◆ REQUIRED WORK ◆
Report the count of lines with "when" in the data below, and no other words.
[Opening EXCERPTED RECORDS section]
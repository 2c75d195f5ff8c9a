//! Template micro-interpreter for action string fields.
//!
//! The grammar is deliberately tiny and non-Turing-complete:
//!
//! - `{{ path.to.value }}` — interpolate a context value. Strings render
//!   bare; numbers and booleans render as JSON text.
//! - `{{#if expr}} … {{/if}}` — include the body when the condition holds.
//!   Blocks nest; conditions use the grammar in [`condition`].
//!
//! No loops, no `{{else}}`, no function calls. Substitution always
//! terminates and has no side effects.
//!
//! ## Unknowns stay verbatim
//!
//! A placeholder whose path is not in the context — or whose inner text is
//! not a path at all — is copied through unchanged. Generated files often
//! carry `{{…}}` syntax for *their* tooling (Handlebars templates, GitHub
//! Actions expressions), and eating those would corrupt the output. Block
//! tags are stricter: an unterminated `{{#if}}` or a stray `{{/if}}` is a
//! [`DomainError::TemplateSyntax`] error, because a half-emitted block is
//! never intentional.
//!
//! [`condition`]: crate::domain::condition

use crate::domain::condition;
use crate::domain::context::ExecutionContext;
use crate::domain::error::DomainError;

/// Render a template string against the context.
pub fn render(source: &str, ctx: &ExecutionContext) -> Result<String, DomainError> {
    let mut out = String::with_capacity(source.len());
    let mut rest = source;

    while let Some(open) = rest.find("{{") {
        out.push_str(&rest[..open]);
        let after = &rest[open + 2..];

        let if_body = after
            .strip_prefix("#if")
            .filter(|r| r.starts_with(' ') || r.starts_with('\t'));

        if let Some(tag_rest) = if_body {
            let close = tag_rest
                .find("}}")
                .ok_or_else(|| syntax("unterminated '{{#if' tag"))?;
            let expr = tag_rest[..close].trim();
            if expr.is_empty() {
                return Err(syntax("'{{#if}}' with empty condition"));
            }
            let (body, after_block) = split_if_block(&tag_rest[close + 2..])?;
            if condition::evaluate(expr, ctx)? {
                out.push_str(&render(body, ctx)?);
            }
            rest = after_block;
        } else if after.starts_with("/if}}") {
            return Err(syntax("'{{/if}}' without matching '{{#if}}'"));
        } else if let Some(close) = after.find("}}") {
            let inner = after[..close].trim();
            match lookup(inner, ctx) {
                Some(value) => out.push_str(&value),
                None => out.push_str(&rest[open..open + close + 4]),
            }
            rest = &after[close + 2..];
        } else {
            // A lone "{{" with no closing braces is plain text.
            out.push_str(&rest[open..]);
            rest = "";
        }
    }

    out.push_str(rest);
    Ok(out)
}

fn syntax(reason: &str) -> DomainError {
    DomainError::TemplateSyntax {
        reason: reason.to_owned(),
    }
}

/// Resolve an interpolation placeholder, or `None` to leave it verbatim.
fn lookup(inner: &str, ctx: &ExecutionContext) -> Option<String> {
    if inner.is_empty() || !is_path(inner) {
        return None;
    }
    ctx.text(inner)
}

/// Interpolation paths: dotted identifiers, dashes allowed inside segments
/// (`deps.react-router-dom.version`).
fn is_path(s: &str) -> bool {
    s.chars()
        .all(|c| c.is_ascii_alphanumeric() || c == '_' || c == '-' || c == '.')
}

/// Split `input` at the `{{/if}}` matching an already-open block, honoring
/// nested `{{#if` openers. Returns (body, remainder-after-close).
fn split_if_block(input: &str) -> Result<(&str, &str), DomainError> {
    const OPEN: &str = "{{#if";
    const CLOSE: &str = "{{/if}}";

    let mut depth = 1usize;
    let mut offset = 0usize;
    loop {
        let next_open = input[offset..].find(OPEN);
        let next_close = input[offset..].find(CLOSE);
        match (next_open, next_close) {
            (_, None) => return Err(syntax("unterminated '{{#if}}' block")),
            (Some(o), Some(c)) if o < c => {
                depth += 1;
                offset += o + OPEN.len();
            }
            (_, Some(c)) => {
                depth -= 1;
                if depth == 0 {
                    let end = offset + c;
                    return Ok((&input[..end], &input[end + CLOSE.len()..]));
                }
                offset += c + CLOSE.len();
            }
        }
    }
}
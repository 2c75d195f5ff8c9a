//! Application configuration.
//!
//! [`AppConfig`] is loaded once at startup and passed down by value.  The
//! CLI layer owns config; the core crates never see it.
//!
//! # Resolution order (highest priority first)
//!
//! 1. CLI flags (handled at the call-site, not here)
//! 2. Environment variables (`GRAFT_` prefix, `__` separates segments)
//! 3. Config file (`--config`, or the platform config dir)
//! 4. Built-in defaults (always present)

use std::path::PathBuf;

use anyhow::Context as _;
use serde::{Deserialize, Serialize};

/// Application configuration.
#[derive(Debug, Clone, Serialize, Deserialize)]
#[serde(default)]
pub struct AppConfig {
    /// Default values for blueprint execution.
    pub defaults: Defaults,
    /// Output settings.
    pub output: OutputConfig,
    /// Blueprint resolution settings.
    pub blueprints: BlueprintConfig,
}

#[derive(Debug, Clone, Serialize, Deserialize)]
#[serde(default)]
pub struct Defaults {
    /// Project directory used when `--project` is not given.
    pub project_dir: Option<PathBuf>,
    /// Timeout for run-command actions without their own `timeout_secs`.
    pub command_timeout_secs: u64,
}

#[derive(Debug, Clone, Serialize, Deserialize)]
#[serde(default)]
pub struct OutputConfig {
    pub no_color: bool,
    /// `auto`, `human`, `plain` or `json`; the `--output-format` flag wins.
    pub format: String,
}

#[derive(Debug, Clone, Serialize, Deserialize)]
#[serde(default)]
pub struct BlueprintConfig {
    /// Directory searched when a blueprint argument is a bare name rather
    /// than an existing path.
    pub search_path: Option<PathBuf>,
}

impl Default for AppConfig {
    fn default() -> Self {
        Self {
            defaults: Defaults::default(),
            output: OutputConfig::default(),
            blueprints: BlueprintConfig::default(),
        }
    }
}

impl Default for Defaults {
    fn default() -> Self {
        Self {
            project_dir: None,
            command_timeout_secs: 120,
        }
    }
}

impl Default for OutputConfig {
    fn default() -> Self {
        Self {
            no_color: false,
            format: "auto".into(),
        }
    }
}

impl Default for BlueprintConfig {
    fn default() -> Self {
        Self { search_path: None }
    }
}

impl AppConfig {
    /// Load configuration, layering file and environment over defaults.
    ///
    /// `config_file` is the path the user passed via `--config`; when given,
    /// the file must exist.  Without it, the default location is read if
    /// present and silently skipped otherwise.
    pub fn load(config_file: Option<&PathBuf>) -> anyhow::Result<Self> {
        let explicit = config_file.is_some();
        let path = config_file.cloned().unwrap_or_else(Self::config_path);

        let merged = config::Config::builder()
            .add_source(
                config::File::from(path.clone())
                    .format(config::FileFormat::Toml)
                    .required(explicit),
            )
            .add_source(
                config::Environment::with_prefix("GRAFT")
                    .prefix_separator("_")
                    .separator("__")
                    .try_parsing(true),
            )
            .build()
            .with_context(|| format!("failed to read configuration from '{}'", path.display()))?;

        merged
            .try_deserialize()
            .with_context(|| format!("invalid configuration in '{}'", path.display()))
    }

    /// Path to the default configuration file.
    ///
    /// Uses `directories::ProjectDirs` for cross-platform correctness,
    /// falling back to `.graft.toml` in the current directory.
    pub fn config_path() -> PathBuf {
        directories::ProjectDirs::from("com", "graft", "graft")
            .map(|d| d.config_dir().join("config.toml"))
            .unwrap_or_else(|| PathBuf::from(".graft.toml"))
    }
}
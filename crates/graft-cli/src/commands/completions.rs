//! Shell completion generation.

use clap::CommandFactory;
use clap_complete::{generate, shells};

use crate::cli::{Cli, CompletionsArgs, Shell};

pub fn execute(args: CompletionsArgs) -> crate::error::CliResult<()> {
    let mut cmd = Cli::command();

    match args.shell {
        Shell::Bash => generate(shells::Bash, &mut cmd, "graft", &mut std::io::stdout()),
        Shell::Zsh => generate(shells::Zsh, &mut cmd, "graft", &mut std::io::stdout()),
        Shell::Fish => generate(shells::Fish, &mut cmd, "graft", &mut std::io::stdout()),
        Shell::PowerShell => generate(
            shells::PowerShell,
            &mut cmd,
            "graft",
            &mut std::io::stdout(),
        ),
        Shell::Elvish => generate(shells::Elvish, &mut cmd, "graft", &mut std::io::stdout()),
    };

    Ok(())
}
[Closing EXCERPTED RECORDS section]
[Opening EXCERPTED RECORDS section]
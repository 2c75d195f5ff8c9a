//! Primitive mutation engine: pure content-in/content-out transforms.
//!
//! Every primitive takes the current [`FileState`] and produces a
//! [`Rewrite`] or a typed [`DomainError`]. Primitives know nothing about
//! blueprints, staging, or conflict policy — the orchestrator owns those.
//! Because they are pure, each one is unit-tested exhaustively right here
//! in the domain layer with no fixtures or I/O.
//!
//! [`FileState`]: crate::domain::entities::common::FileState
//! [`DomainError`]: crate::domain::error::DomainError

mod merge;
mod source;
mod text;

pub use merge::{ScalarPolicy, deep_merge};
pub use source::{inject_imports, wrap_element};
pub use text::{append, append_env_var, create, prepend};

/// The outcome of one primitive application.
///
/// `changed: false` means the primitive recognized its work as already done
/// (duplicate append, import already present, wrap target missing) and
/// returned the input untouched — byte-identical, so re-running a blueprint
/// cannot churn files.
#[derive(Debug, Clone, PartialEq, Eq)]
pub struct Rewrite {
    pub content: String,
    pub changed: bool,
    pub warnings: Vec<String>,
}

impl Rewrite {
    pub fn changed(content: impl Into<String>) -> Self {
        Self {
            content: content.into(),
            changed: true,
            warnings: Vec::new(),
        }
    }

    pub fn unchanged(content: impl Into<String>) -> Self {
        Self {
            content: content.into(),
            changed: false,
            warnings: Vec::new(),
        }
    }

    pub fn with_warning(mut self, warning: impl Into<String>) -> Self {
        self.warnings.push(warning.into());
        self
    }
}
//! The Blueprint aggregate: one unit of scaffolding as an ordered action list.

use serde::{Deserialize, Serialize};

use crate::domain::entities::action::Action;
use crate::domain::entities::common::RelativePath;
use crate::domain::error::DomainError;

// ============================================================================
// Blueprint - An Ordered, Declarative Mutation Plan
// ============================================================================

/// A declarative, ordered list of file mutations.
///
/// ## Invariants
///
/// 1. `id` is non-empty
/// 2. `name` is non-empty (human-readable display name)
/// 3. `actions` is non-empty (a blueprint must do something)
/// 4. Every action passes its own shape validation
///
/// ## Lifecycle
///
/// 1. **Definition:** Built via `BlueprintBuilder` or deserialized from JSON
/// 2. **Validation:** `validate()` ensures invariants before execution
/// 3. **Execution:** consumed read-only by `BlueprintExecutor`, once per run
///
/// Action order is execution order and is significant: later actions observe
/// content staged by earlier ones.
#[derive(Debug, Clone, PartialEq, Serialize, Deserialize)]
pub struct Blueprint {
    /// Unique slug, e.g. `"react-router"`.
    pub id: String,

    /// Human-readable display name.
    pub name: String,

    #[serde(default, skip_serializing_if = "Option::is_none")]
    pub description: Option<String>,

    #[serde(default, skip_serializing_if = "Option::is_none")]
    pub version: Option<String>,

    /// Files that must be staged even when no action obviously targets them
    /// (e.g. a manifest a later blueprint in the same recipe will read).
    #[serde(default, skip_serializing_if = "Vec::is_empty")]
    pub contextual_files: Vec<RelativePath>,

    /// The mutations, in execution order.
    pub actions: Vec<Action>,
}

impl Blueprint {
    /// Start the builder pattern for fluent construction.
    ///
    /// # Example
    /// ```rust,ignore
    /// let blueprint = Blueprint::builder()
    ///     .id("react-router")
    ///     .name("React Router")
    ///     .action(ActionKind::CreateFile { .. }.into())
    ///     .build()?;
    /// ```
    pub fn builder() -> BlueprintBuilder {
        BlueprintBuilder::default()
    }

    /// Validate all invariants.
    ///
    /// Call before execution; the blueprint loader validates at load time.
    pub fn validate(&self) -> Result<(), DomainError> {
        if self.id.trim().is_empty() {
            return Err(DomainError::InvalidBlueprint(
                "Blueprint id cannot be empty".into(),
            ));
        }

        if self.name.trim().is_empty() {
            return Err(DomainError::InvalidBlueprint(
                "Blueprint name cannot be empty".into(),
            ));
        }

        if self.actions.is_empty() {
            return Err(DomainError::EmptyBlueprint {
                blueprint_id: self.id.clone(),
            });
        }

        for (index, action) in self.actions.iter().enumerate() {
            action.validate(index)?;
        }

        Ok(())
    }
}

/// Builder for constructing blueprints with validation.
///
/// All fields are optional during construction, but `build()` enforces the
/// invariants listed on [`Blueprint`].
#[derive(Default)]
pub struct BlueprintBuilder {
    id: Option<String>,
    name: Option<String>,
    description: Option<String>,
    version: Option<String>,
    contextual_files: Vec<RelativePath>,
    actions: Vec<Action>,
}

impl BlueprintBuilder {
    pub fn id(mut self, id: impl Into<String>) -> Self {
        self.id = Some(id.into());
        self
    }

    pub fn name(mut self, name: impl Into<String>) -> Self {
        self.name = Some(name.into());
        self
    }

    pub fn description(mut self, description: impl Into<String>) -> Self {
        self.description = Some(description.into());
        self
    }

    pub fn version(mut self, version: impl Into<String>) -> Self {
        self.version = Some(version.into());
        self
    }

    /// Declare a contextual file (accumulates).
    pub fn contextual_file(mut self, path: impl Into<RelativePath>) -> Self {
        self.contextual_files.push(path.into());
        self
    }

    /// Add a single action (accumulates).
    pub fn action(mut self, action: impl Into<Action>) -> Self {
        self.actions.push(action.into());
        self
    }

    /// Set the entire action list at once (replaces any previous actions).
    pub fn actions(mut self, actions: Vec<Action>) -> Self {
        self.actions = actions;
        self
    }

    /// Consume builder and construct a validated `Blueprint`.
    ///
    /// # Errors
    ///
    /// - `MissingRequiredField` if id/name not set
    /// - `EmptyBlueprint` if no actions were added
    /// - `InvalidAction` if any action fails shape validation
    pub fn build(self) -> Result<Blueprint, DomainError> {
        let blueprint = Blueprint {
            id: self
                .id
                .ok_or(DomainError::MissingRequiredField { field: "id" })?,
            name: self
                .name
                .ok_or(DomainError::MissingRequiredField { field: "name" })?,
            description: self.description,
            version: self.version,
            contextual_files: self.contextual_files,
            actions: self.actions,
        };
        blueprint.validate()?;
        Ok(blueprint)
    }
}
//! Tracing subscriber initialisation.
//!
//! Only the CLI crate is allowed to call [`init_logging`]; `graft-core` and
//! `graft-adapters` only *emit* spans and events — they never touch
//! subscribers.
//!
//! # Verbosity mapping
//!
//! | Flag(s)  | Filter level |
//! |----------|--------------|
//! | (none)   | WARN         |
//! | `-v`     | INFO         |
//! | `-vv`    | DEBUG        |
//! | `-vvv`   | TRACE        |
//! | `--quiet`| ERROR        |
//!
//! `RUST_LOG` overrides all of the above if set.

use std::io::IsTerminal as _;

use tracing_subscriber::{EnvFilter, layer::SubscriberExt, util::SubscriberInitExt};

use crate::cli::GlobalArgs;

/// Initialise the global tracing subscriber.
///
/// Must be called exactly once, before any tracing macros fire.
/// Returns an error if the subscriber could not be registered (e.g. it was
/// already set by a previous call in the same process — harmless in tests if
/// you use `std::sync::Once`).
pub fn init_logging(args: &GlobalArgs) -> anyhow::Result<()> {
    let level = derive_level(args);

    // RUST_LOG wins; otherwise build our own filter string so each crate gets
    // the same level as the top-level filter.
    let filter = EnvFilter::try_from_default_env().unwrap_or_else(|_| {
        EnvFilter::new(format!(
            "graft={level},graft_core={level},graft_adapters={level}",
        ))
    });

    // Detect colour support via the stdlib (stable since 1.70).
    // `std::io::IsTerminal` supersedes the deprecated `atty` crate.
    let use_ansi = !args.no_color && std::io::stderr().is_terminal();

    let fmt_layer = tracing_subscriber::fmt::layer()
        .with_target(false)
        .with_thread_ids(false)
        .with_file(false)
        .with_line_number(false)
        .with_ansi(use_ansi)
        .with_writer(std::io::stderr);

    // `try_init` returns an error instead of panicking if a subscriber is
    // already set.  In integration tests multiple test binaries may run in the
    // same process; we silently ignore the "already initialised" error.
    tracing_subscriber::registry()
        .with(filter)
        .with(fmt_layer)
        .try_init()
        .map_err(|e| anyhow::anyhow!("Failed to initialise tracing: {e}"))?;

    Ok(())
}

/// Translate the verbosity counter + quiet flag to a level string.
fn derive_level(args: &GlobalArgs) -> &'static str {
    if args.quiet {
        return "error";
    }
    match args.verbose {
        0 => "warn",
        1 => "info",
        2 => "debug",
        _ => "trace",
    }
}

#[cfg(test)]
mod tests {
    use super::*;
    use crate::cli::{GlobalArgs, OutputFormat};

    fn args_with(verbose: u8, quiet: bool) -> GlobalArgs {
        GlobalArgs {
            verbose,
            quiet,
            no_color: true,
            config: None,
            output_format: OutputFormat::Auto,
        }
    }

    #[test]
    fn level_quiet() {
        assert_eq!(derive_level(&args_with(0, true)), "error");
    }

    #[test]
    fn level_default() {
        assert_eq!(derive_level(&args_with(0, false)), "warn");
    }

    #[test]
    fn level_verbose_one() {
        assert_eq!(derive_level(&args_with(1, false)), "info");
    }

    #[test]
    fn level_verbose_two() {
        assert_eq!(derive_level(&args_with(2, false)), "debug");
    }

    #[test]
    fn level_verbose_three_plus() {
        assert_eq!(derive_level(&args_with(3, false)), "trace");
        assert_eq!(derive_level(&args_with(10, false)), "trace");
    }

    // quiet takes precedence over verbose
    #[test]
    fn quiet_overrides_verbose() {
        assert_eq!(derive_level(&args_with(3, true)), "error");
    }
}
[Closing EXCERPTED RECORDS section]
◆ REPLY TO THE TASK ◆
5